◆ What is expected: Whenever a line in the material below contains "BannerPrompt", copy that line.

◆ Data for the task:
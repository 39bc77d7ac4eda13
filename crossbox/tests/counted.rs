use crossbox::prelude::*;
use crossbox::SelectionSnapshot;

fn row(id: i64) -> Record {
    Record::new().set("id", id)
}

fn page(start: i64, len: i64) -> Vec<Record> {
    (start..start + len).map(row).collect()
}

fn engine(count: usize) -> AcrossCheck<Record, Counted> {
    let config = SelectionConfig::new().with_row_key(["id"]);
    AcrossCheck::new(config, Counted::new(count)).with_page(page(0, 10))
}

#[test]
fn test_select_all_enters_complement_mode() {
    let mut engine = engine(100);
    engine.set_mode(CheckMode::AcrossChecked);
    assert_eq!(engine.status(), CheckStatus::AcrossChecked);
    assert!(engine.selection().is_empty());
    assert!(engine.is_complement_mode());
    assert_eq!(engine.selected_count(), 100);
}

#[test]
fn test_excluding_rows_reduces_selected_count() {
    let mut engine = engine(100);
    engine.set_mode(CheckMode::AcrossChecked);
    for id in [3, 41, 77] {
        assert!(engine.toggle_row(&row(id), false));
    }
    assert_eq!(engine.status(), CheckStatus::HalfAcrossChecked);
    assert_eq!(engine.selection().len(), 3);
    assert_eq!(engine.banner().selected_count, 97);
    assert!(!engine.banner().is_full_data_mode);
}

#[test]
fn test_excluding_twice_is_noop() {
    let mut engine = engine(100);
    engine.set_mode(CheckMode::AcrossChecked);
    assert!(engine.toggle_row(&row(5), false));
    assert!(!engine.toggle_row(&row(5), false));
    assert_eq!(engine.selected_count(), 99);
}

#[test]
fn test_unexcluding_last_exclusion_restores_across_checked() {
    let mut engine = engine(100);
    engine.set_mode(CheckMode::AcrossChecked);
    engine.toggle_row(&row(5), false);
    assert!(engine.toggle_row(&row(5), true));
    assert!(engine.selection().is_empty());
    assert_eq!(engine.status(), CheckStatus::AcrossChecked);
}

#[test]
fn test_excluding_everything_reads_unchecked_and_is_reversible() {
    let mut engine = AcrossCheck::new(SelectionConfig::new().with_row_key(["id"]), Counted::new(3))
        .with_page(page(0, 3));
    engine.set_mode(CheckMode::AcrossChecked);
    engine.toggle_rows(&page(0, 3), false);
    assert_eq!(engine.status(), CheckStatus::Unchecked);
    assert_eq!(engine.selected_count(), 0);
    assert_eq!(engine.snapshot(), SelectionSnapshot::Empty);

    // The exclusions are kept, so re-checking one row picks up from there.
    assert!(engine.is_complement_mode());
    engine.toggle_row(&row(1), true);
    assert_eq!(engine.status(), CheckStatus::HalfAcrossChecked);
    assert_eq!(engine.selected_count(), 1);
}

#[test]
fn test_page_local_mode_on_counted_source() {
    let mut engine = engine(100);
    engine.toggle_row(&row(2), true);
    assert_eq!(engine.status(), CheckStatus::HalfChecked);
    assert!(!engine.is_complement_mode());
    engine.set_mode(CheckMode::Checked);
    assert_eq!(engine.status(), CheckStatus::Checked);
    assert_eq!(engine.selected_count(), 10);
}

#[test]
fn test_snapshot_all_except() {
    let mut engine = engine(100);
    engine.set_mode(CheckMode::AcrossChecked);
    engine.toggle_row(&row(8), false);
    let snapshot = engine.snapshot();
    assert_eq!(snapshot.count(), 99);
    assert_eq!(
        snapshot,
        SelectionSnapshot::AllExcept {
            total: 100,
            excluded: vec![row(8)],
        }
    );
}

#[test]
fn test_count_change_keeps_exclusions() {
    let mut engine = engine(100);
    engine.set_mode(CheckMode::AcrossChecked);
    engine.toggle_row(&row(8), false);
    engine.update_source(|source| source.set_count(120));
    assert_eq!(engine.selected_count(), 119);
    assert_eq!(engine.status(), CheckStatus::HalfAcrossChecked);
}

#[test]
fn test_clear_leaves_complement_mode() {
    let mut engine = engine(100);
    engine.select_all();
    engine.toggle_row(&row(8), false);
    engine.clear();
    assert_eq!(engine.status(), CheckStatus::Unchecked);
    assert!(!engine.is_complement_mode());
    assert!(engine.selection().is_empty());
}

* * *

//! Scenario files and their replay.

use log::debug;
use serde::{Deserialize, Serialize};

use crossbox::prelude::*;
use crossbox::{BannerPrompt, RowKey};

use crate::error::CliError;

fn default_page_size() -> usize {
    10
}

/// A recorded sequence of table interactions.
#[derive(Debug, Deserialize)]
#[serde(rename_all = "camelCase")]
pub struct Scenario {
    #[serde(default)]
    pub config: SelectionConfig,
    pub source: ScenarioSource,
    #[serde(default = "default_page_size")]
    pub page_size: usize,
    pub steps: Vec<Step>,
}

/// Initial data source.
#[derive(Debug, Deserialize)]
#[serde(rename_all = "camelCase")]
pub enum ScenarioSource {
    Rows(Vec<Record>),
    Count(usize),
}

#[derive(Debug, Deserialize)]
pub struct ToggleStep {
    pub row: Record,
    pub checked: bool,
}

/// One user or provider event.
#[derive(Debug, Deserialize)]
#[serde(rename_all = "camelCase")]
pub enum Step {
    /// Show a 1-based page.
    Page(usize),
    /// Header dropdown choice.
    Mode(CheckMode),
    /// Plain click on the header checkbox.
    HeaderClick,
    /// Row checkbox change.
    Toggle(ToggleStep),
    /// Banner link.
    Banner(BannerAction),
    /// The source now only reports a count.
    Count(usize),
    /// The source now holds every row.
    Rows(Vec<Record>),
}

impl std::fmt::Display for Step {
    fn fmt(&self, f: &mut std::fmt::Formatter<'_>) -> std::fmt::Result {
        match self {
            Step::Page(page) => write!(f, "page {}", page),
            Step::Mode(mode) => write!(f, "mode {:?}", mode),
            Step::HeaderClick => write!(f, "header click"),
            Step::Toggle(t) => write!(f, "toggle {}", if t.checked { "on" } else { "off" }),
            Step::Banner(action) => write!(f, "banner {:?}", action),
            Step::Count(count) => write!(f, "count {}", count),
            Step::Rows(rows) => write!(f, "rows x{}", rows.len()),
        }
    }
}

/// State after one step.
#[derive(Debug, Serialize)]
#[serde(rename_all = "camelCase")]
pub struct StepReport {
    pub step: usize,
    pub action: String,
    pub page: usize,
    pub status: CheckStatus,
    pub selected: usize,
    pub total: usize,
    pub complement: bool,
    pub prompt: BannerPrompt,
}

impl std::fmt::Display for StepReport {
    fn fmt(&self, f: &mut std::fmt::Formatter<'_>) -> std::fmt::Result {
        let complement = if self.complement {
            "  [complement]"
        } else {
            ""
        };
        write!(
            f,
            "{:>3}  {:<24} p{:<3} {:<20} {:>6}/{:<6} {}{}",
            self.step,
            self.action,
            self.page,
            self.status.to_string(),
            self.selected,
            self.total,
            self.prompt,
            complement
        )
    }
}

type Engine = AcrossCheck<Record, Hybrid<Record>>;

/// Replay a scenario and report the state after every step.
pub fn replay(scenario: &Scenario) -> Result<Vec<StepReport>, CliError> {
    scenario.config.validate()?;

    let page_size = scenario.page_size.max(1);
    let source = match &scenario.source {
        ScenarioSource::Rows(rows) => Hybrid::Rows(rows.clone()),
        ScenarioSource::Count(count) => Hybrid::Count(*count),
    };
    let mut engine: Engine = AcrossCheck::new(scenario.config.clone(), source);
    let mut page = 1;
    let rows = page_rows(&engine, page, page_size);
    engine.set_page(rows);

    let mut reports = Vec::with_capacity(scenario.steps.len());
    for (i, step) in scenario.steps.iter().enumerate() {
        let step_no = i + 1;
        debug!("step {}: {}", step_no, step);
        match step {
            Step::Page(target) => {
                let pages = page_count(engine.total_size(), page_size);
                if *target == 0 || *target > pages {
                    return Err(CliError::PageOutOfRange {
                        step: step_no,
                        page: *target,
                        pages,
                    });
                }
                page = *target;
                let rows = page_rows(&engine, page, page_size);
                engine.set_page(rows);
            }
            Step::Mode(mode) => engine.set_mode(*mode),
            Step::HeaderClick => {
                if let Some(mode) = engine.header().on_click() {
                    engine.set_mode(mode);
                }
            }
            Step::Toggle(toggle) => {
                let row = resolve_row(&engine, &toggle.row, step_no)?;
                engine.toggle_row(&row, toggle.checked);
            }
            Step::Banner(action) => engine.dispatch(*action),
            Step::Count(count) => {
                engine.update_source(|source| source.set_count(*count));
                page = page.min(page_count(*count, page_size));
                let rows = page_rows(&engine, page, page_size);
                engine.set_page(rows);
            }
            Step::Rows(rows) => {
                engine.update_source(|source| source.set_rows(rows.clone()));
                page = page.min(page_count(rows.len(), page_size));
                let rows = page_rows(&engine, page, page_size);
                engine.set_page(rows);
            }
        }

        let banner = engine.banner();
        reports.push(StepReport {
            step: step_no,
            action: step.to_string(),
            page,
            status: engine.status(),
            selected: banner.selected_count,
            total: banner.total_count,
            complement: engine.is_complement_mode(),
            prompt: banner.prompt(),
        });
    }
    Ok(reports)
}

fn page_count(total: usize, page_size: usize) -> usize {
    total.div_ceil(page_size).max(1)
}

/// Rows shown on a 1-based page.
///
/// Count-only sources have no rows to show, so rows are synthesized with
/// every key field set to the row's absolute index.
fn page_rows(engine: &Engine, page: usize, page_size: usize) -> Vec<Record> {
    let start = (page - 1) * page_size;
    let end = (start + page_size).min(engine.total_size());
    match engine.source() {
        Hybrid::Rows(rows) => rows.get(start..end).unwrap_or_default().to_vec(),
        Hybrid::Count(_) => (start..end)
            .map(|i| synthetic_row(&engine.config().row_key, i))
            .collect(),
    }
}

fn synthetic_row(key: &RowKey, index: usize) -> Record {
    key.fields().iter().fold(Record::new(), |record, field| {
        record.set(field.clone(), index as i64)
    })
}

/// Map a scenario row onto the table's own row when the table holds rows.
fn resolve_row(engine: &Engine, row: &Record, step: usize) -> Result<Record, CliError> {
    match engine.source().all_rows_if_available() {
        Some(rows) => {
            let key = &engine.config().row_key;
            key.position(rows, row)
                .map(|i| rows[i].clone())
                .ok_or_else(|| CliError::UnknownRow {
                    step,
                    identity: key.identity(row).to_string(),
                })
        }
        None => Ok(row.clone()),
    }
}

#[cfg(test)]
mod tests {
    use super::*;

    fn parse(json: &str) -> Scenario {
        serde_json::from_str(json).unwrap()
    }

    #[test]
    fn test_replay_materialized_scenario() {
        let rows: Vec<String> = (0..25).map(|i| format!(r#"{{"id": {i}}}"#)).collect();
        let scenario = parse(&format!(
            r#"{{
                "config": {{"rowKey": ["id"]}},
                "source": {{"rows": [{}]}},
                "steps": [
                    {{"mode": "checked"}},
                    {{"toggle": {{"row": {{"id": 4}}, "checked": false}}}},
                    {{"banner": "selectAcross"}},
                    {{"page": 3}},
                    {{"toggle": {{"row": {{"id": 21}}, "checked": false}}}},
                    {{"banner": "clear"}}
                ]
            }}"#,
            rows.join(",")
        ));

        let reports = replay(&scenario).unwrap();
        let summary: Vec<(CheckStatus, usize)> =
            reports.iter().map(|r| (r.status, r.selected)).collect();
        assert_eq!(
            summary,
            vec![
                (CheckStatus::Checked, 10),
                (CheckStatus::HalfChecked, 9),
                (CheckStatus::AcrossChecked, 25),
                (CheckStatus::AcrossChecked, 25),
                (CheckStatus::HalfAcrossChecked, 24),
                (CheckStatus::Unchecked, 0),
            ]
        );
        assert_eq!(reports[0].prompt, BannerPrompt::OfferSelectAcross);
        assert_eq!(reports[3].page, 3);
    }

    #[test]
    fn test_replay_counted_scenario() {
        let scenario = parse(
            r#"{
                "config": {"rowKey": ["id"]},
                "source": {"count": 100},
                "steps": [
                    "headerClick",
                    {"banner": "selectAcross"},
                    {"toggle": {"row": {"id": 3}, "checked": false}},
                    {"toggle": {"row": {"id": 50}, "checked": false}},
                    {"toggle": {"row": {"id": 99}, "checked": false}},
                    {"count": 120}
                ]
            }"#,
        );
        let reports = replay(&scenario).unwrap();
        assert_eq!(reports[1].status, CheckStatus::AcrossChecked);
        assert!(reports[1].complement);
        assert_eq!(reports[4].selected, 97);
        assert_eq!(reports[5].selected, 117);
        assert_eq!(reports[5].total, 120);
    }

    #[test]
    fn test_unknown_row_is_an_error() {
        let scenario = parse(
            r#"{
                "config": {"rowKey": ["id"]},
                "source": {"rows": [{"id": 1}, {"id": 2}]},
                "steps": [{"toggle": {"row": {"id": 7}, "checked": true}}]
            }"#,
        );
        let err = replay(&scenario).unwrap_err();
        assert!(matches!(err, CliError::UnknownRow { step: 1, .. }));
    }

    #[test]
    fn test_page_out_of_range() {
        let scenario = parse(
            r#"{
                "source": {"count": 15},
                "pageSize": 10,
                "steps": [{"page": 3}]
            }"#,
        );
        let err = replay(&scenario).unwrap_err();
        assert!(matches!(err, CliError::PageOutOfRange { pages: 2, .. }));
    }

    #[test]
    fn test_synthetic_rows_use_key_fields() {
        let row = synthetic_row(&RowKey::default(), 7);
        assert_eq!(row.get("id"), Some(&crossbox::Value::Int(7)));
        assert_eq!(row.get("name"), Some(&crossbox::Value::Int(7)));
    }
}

◆ Reply to the exercise:
use crossbox::{BannerPrompt, RowKey};
    pub prompt: BannerPrompt,
        assert_eq!(reports[0].prompt, BannerPrompt::OfferSelectAcross);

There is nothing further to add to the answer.